Work required: If a line in the entries below includes the string "reason", copy it out.
----
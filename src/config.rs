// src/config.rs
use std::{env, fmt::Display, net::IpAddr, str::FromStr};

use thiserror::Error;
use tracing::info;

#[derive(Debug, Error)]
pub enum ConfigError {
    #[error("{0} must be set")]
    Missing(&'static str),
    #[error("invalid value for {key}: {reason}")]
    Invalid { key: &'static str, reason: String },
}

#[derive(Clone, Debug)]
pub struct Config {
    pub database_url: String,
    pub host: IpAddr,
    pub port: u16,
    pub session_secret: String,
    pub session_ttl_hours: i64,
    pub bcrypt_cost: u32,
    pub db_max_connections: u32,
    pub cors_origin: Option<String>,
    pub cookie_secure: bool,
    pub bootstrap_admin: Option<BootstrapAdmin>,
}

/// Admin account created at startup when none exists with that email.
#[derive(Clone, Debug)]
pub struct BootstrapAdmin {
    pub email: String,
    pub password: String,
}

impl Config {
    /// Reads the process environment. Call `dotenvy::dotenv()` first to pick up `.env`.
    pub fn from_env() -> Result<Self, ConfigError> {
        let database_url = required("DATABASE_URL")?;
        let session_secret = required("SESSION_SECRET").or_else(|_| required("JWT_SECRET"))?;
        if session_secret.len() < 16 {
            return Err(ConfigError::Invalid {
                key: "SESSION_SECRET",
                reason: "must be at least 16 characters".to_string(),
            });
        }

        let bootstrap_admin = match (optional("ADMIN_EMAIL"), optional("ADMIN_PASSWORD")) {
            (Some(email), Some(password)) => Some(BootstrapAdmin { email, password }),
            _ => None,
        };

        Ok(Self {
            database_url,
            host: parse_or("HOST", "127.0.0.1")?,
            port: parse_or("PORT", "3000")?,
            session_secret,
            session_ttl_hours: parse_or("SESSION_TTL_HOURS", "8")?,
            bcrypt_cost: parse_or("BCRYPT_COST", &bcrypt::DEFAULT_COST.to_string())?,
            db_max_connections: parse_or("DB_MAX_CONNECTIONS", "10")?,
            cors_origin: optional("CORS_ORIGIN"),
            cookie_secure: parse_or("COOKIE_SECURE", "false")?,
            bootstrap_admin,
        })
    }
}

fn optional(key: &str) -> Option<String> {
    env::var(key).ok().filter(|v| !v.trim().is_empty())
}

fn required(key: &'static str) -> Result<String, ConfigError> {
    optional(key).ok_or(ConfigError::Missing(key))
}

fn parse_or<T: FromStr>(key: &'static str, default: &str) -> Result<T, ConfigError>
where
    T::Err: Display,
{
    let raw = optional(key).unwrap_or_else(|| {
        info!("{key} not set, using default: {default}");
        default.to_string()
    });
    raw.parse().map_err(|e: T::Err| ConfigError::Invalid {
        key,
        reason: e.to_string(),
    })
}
----
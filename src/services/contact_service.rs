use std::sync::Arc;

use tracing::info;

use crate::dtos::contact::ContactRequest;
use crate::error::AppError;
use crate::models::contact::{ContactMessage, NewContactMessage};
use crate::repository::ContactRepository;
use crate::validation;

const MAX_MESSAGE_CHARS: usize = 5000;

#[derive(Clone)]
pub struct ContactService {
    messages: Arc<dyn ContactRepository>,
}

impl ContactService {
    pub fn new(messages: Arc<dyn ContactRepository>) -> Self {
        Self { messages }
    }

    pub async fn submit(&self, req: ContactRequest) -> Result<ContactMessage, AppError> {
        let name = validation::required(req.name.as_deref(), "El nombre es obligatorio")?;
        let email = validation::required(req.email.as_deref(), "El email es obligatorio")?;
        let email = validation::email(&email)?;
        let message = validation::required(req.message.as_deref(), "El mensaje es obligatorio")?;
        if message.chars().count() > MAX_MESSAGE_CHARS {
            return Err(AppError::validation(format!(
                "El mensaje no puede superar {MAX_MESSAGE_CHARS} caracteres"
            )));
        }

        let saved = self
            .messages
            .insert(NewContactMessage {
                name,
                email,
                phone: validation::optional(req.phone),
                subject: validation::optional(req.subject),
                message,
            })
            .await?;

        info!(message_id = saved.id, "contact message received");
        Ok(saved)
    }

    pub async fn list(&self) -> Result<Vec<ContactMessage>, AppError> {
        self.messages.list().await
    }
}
----
Output for this exercise:
    #[error("invalid value for {key}: {reason}")]
    Invalid { key: &'static str, reason: String },
                reason: "must be at least 16 characters".to_string(),
        reason: e.to_string(),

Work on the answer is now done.